Records excerpted from a collection:
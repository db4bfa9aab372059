//! Selector hooks: subscribe a component to one derived value of a store.
//!
//! A hook made by [`create_hook`] keeps, per component instance, the store
//! subscription, the props it was last rendered with, and the last selected
//! value. On every store transition the selector is re-run for each live
//! subscriber; only subscribers whose selected value changed are invalidated.
//! Subscribers that select disjoint slices never re-render each other.

use std::cell::RefCell;
use std::marker::PhantomData;
use std::rc::Rc;

use waypoint_core::{Invalidator, RenderCx, SubId};

use crate::error::{Result, RouterError};

/// A state container a selector hook can subscribe to.
pub trait Store: 'static {
    type State: 'static;
    type Actions: Clone + 'static;

    fn snapshot(&self) -> Rc<Self::State>;
    fn subscribe(&self, f: Box<dyn Fn(&Rc<Self::State>)>) -> SubId;
    fn unsubscribe(&self, id: SubId) -> bool;
    fn action_handle(this: &Rc<Self>) -> Self::Actions;
}

pub struct StoreHook<S, P, V, F> {
    selector: Rc<F>,
    _marker: PhantomData<fn(&S, &P) -> V>,
}

impl<S, P, V, F> Clone for StoreHook<S, P, V, F> {
    fn clone(&self) -> Self {
        Self {
            selector: self.selector.clone(),
            _marker: PhantomData,
        }
    }
}

/// Build a hook that selects `selector(state, props)` from store `S`.
pub fn create_hook<S, P, V, F>(selector: F) -> StoreHook<S, P, V, F>
where
    S: Store,
    P: PartialEq + Clone + 'static,
    V: PartialEq + Clone + 'static,
    F: Fn(&Rc<S::State>, &P) -> V + 'static,
{
    StoreHook {
        selector: Rc::new(selector),
        _marker: PhantomData,
    }
}

struct Binding<S: Store> {
    store: Rc<S>,
    id: SubId,
}

struct HookSlot<S: Store, P, V> {
    binding: RefCell<Option<Binding<S>>>,
    props: RefCell<Option<P>>,
    value: RefCell<Option<V>>,
}

impl<S: Store, P, V> HookSlot<S, P, V> {
    fn unbind(&self) {
        if let Some(b) = self.binding.borrow_mut().take() {
            b.store.unsubscribe(b.id);
        }
    }
}

impl<S, P, V, F> StoreHook<S, P, V, F>
where
    S: Store,
    P: PartialEq + Clone + 'static,
    V: PartialEq + Clone + 'static,
    F: Fn(&Rc<S::State>, &P) -> V + 'static,
{
    /// Call once per render, unconditionally.
    ///
    /// Returns the value for this render and the store's actions, or
    /// [`RouterError::NoRouterStore`] when the component's context has no `S`.
    pub fn use_hook(&self, cx: &mut RenderCx<'_>, props: P) -> Result<(V, S::Actions)> {
        let slot = cx.remember(|| HookSlot::<S, P, V> {
            binding: RefCell::new(None),
            props: RefCell::new(None),
            value: RefCell::new(None),
        });

        let Some(store) = cx.context().get::<S>() else {
            slot.unbind();
            return Err(RouterError::NoRouterStore);
        };

        let same_store = slot
            .binding
            .borrow()
            .as_ref()
            .is_some_and(|b| Rc::ptr_eq(&b.store, &store));
        if !same_store {
            slot.unbind();
            let id = store.subscribe(self.subscriber(&slot, cx.invalidator()));
            *slot.binding.borrow_mut() = Some(Binding {
                store: store.clone(),
                id,
            });
            let weak = Rc::downgrade(&slot);
            cx.scope().add_disposer(move || {
                if let Some(slot) = weak.upgrade() {
                    slot.unbind();
                }
            });
            *slot.props.borrow_mut() = None;
        }

        let cached = if slot.props.borrow().as_ref() == Some(&props) {
            slot.value.borrow().clone()
        } else {
            None
        };
        let value = match cached {
            Some(v) => v,
            None => {
                let v = (self.selector)(&store.snapshot(), &props);
                *slot.value.borrow_mut() = Some(v.clone());
                *slot.props.borrow_mut() = Some(props);
                v
            }
        };
        Ok((value, S::action_handle(&store)))
    }

    fn subscriber(
        &self,
        slot: &Rc<HookSlot<S, P, V>>,
        invalidator: Invalidator,
    ) -> Box<dyn Fn(&Rc<S::State>)> {
        let weak = Rc::downgrade(slot);
        let selector = self.selector.clone();
        Box::new(move |state| {
            let Some(slot) = weak.upgrade() else {
                return;
            };
            let next = {
                let props = slot.props.borrow();
                let Some(props) = props.as_ref() else {
                    return;
                };
                selector(state, props)
            };
            let changed = slot.value.borrow().as_ref() != Some(&next);
            if changed {
                log::trace!("selector: value changed; scheduling re-render");
                *slot.value.borrow_mut() = Some(next);
                invalidator.invalidate();
            } else {
                log::trace!("selector: value unchanged; skipping");
            }
        })
    }
}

- [WHAT YOU NEED TO DO] Set down exactly the lines that begin the records and continue through the line bearing "fn subscribe(&self, f: Box<dyn"; include both ends.

- [SOLUTION TO THIS EXERCISE]
repository db4bfa9aab372059
//! Selector hooks: subscribe a component to one derived value of a store.
//!
//! A hook made by [`create_hook`] keeps, per component instance, the store
//! subscription, the props it was last rendered with, and the last selected
//! value. On every store transition the selector is re-run for each live
//! subscriber; only subscribers whose selected value changed are invalidated.
//! Subscribers that select disjoint slices never re-render each other.

use std::cell::RefCell;
use std::marker::PhantomData;
use std::rc::Rc;

use waypoint_core::{Invalidator, RenderCx, SubId};

use crate::error::{Result, RouterError};

/// A state container a selector hook can subscribe to.
pub trait Store: 'static {
    type State: 'static;
    type Actions: Clone + 'static;

    fn snapshot(&self) -> Rc<Self::State>;
    fn subscribe(&self, f: Box<dyn Fn(&Rc<Self::State>)>) -> SubId;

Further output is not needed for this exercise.